Question

I have a list of categories that I would like to display on the page. I've been looking around for hours on the correct way to do this, but I keep finding conflicting information and methods that are either no longer working with the current version of Ember, or are deprecated.

To create the app and Ember-Data thing:

var App = Ember.Application.create();
App.ApplicationAdapter = DS.FixtureAdapter;

App.Store = DS.Store.extend({
  adapter: 'DS.FixtureAdapter'
});

I am using Ember-Data with some fixture data for the categories:

App.Category.FIXTURES = [{
  id:          1,
  name:        'Category 1',
  description: 'The first category'
}, {
  id:          2,
  name:        'Category 2',
  description: 'The second category'
}];

I then create a model to represent an instance of a category (the "versions" relates to a different model where version instances have category instances):

App.Category = DS.Model.extend({
  versions:    DS.hasMany('version'),
  name:        DS.attr('string'),
  description: DS.attr('string')
});

Then I made an ArrayController, but I am having trouble populating the content.
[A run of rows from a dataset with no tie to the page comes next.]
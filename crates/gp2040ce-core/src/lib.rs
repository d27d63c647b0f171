//! This is the backend library logic for gp2040ce-bintools.
//!
//! It knows the flash layout of a GP2040-CE board: firmware at the start of
//! flash, followed by two fixed storage regions each holding a serialized
//! config with a footer. On top of that it converts between flat binaries and
//! UF2, and talks to an RP2040 in BOOTSEL mode over PICOBOOT.

use std::fmt;

pub mod builder;
pub mod config;
pub mod device;
pub mod picoboot;
pub mod storage;
pub mod uf2;
pub mod version;

pub use builder::{BuildError, combine_firmware_and_config, replace_config_in_binary};
pub use config::{ConfigCodec, WireCodec, WireConfig};
pub use device::{DeviceError, FlashDevice};
pub use storage::{ConfigReadError, get_config_footer, serialize_config_with_footer};
pub use uf2::{UF2_FAMILY_ID, Uf2Error, convert_binary_to_uf2, convert_uf2_to_binary};
pub use version::find_version_string_in_binary;

/// RP2040 memory address for the start of flash
pub const FLASH_START: u32 = 0x10000000;
/// Size of the firmware + storage window of a GP2040-CE board
pub const GP2040CE_SIZE: usize = 2 * 1024 * 1024;

/// Size of one storage region
pub const STORAGE_SIZE: usize = 16384;
/// Offset from the start of flash of the board config storage region
pub const BOARD_CONFIG_BINARY_LOCATION: usize = 0x1F8000;
/// Offset from the start of flash of the user config storage region
pub const USER_CONFIG_BINARY_LOCATION: usize = 0x1FC000;

/// One of the two config storage regions at the top of the GP2040-CE window.
#[derive(Debug, Clone, Copy, PartialEq, Eq)]
pub enum StorageRegion {
    /// Board config, provided by the board definition at build time
    Board,
    /// User config, written by the web configurator and the editor
    User,
}

impl StorageRegion {
    /// Offset of the region from the start of flash.
    pub const fn offset(self) -> usize {
        match self {
            StorageRegion::Board => BOARD_CONFIG_BINARY_LOCATION,
            StorageRegion::User => USER_CONFIG_BINARY_LOCATION,
        }
    }

    /// Absolute address of the region in the RP2040 memory map.
    pub const fn address(self) -> u32 {
        FLASH_START + self.offset() as u32
    }

    /// Offset just past the end of the region.
    pub const fn end(self) -> usize {
        self.offset() + STORAGE_SIZE
    }
}

impl fmt::Display for StorageRegion {
    fn fmt(&self, f: &mut fmt::Formatter<'_>) -> fmt::Result {
        match self {
            StorageRegion::Board => write!(f, "board config"),
            StorageRegion::User => write!(f, "user config"),
        }
    }
}
use gp2040ce_core::{
    BuildError, ConfigCodec, ConfigReadError, FLASH_START, GP2040CE_SIZE, STORAGE_SIZE,
    StorageRegion, UF2_FAMILY_ID, Uf2Error, WireCodec, WireConfig,
    builder::{get_gp2040ce_from_device, write_config_to_device, write_image_to_device},
    combine_firmware_and_config, convert_binary_to_uf2, convert_uf2_to_binary,
    device::MemoryFlash,
    find_version_string_in_binary, get_config_footer, replace_config_in_binary,
    serialize_config_with_footer,
    storage::{append_config_footer, get_config, get_user_storage_section},
};

fn firmware(len: usize) -> Vec<u8> {
    let mut firmware: Vec<u8> = (0..len).map(|i| (i % 241) as u8 + 1).collect();
    firmware[0x100..0x10c].copy_from_slice(b"v0.7.5-extra");
    firmware
}

fn config_section(len: usize) -> Vec<u8> {
    append_config_footer(&(0..len).map(|i| (i % 97) as u8).collect::<Vec<_>>())
}

#[test]
fn firmware_and_user_config_fill_the_window() {
    let combined =
        combine_firmware_and_config(&firmware(2_080_768), None, Some(&config_section(3309)), false)
            .unwrap();
    assert_eq!(combined.len(), 2 * 1024 * 1024);

    let storage = get_user_storage_section(&combined).unwrap();
    assert_eq!(get_config_footer(storage).unwrap().size, 3309);
}

#[test]
fn whole_window_as_uf2() {
    let window = firmware(GP2040CE_SIZE);
    let uf2 = convert_binary_to_uf2(&[(0, &window)]).unwrap();
    assert_eq!(uf2.len(), 4_194_304);
    assert_eq!(&uf2[0..4], &0x0A324655u32.to_le_bytes());
    assert_eq!(&uf2[28..32], &UF2_FAMILY_ID.to_le_bytes());
    assert_eq!(&uf2[512 + 12..512 + 16], &(FLASH_START + 256).to_le_bytes());

    assert_eq!(convert_uf2_to_binary(&uf2).unwrap(), window);
}

#[test]
fn two_regions_decode_with_gap_filled() {
    let low = vec![0xaa; 1000];
    let high = config_section(100);
    let uf2 = convert_binary_to_uf2(&[(0x1000, &low), (0x3000, &high)]).unwrap();

    let binary = convert_uf2_to_binary(&uf2).unwrap();
    // both regions are padded out to whole blocks
    assert_eq!(binary.len(), 0x2000 + 256);
    assert_eq!(&binary[..1000], &low[..]);
    assert!(binary[1000..0x2000].iter().all(|b| *b == 0));
    assert_eq!(&binary[0x2000..0x2000 + high.len()], &high[..]);
}

#[test]
fn concatenated_uf2_streams_are_rejected() {
    let uf2 = convert_binary_to_uf2(&[(0, &firmware(4096))]).unwrap();
    let doubled = [uf2.clone(), uf2].concat();
    assert!(matches!(
        convert_uf2_to_binary(&doubled),
        Err(Uf2Error::BlockCount { .. } | Uf2Error::BlockNumber { .. })
    ));
}

#[test]
fn corrupted_sections() {
    let mut section = config_section(200);
    section[100] ^= 0xff;
    assert!(matches!(
        get_config_footer(&section),
        Err(ConfigReadError::Crc { .. })
    ));

    let mut section = config_section(200);
    let last = section.len() - 1;
    section[last] ^= 0xff;
    assert!(matches!(
        get_config_footer(&section),
        Err(ConfigReadError::Magic(_))
    ));

    let section = config_section(200);
    assert!(matches!(
        get_config_footer(&section[section.len() - 11..]),
        Err(ConfigReadError::FooterLength(11))
    ));
}

#[test]
fn version_scan() {
    assert_eq!(find_version_string_in_binary(&firmware(4096)), "v0.7.5-extra");
    assert_eq!(find_version_string_in_binary(&[0; 4096]), "NONE");
}

#[test]
fn edit_board_version_in_whole_board_uf2() {
    let mut config = WireConfig::default();
    config.set_board_version("v0.7.4");
    let image = combine_firmware_and_config(
        &firmware(100_000),
        None,
        Some(&serialize_config_with_footer(&WireCodec, &config)),
        false,
    )
    .unwrap();
    let uf2 = convert_binary_to_uf2(&[(0, &image)]).unwrap();

    let mut board = convert_uf2_to_binary(&uf2).unwrap();
    let mut config = get_config(&WireCodec, get_user_storage_section(&board).unwrap()).unwrap();
    config.set_board_version("v0.7.5");
    board = replace_config_in_binary(
        &board,
        &serialize_config_with_footer(&WireCodec, &config),
        StorageRegion::User,
    )
    .unwrap();

    assert_eq!(board.len(), image.len());
    assert_eq!(&board[..100_000], &image[..100_000]);
    let config = get_config(&WireCodec, get_user_storage_section(&board).unwrap()).unwrap();
    assert_eq!(WireCodec.board_version(&config), Some("v0.7.5"));
}

#[test]
fn flash_image_then_update_config_on_device() {
    let mut device = MemoryFlash::new(FLASH_START, GP2040CE_SIZE);
    let image =
        combine_firmware_and_config(&firmware(50_000), None, Some(&config_section(10)), false)
            .unwrap();
    write_image_to_device(&mut device, &image).unwrap();

    write_config_to_device(&mut device, &config_section(5000), StorageRegion::User).unwrap();
    let dump = get_gp2040ce_from_device(&mut device).unwrap();
    assert_eq!(&dump[..StorageRegion::User.offset()], &image[..StorageRegion::User.offset()]);
    assert_eq!(get_config_footer(get_user_storage_section(&dump).unwrap()).unwrap().size, 5000);
}

#[test]
fn oversized_config_is_rejected_everywhere() {
    let section = vec![0; STORAGE_SIZE + 1];
    assert!(matches!(
        combine_firmware_and_config(&firmware(1000), Some(&section), None, false),
        Err(BuildError::Config(ConfigReadError::ConfigTooLarge(_)))
    ));
    let mut device = MemoryFlash::new(FLASH_START, GP2040CE_SIZE);
    assert!(matches!(
        write_config_to_device(&mut device, &section, StorageRegion::Board),
        Err(BuildError::Config(ConfigReadError::ConfigTooLarge(_)))
    ));
}
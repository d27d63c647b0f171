use std::io::Stdout;

use gp2040ce_core::{DeviceError, FlashDevice};
use log::LevelFilter;
use pbr::{ProgressBar, Units};

/// Device transfers larger than this are split up to report progress.
const TRANSFER_CHUNK: u32 = 64 * 1024;

pub fn should_print_progress() -> bool {
    log::max_level() >= LevelFilter::Info
}

fn progress_bar(total_bytes: u64) -> ProgressBar<Stdout> {
    let mut pb = ProgressBar::new(total_bytes);
    pb.set_units(Units::Bytes);
    pb
}

pub struct ProgressBarReporter<T> {
    pb: ProgressBar<Stdout>,
    inner: T,
}

impl<T> ProgressBarReporter<T>
where
    T: std::io::Write,
{
    pub fn new(total_bytes: u64, inner: T) -> Self {
        Self {
            pb: progress_bar(total_bytes),
            inner,
        }
    }

    pub fn finish(&mut self) {
        self.pb.finish();
        println!();
    }
}

impl<T> std::io::Write for ProgressBarReporter<T>
where
    T: std::io::Write,
{
    fn write(&mut self, buf: &[u8]) -> std::io::Result<usize> {
        let written = self.inner.write(buf)?;
        self.pb.add(written as _);
        Ok(written)
    }

    fn flush(&mut self) -> std::io::Result<()> {
        self.inner.flush()
    }
}

/// A flash device that shows a progress bar for long reads and writes.
pub struct ProgressDevice<D> {
    inner: D,
}

impl<D: FlashDevice> ProgressDevice<D> {
    pub fn new(inner: D) -> Self {
        Self { inner }
    }

    fn report(length: u32) -> Option<ProgressBar<Stdout>> {
        (should_print_progress() && length > TRANSFER_CHUNK).then(|| progress_bar(length as u64))
    }
}

impl<D: FlashDevice> FlashDevice for ProgressDevice<D> {
    fn read(&mut self, address: u32, length: u32) -> Result<Vec<u8>, DeviceError> {
        let Some(mut pb) = Self::report(length) else {
            return self.inner.read(address, length);
        };

        let mut content = Vec::with_capacity(length as usize);
        let mut location = address;
        let end = address + length;
        while location < end {
            let chunk = (end - location).min(TRANSFER_CHUNK);
            content.extend(self.inner.read(location, chunk)?);
            pb.add(chunk as u64);
            location += chunk;
        }
        pb.finish();
        println!();
        Ok(content)
    }

    fn write(&mut self, address: u32, data: &[u8]) -> Result<(), DeviceError> {
        let Some(mut pb) = Self::report(data.len() as u32) else {
            return self.inner.write(address, data);
        };

        let mut location = address;
        for chunk in data.chunks(TRANSFER_CHUNK as usize) {
            self.inner.write(location, chunk)?;
            pb.add(chunk.len() as u64);
            location += TRANSFER_CHUNK;
        }
        pb.finish();
        println!();
        Ok(())
    }

    fn erase(&mut self, address: u32, length: u32) -> Result<(), DeviceError> {
        self.inner.erase(address, length)
    }

    fn reboot(&mut self) -> Result<(), DeviceError> {
        self.inner.reboot()
    }
}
App.CatagoriesController = Ember.ArrayController.create({
  content: [],
  init: function () {
    this.set('content', ???);
  }
});

This isn't hooked up to a route since it isn't navigable, so I can't use the "model" property in a route.

Replacing the ??? in the ArrayController, I've tried several things:

I tried this.store.find('category') like the examples show for routes, but I get the error "Uncaught TypeError: Cannot read property 'find' of null".

I tried App.Store.find('category') and that gave me the error "Uncaught TypeError: undefined is not a function".

Any help or a push in the right direction is appreciated. I have a feeling I'm not even headed in the right direction.

Was it helpful?

Solution

A couple of things.

First, remember that controllers are singletons. So your init function will only fire once for the entire lifecycle of your application (which probably isn't what you want). But that doesn't really matter, since...

The way that you're handling models isn't the way that Ember.js is set up for. You shouldn't be fetching models in controllers, only routes. That's why there is no store property on the controller. You need to implement the model hook on your route, like this:

App.CategoriesRoute = Ember.Route.extend({
    model: function() {
        return this.store.find('category');
    }
});

From there, Ember will automatically set the model property (not the content property, don't use that) on your controller to the data that you return from the model hook.

So, just eliminate the content property and init function from your controller, and implement that hook in your model, and you should be good to go.